Count lines holding the string "empty" in the data that follows. Reply with one number only.

Source records:

-*-*-

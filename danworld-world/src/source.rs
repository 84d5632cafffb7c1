use std::{borrow::Cow, collections::HashMap};

use danworld_util::math::position::BlockPos;

use crate::{biome::Biome, block::BlockProperties};

/// Read access to the world an export is taken from.
///
/// Exports call this once per cell from the exporting thread only.
pub trait WorldSource {
    /// Block identifier, optionally namespaced
    fn block_type(&self, pos: &BlockPos) -> Cow<'_, str>;

    fn biome(&self, pos: &BlockPos) -> Biome;

    fn block_properties(&self, pos: &BlockPos) -> Cow<'_, BlockProperties>;
}

/// A sparse world kept in memory, every unset position holds the fill block
#[derive(Debug, Clone)]
pub struct MemoryWorldSource {
    fill: String,
    biome: Biome,
    blocks: HashMap<BlockPos, String>,
    biomes: HashMap<BlockPos, Biome>,
    properties: HashMap<BlockPos, BlockProperties>,
    empty: BlockProperties,
}

impl MemoryWorldSource {
    pub fn new(fill: impl Into<String>, biome: Biome) -> Self {
        Self {
            fill: fill.into(),
            biome,
            blocks: HashMap::new(),
            biomes: HashMap::new(),
            properties: HashMap::new(),
            empty: BlockProperties::default(),
        }
    }

    pub fn set_block(&mut self, pos: BlockPos, block: impl Into<String>) {
        self.blocks.insert(pos, block.into());
    }

    pub fn set_biome(&mut self, pos: BlockPos, biome: Biome) {
        self.biomes.insert(pos, biome);
    }

    pub fn set_properties(&mut self, pos: BlockPos, properties: BlockProperties) {
        self.properties.insert(pos, properties);
    }
}

impl WorldSource for MemoryWorldSource {
    fn block_type(&self, pos: &BlockPos) -> Cow<'_, str> {
        Cow::Borrowed(self.blocks.get(pos).unwrap_or(&self.fill))
    }

    fn biome(&self, pos: &BlockPos) -> Biome {
        self.biomes.get(pos).copied().unwrap_or(self.biome)
    }

    fn block_properties(&self, pos: &BlockPos) -> Cow<'_, BlockProperties> {
        Cow::Borrowed(self.properties.get(pos).unwrap_or(&self.empty))
    }
}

-*-*-

Output for this exercise:
3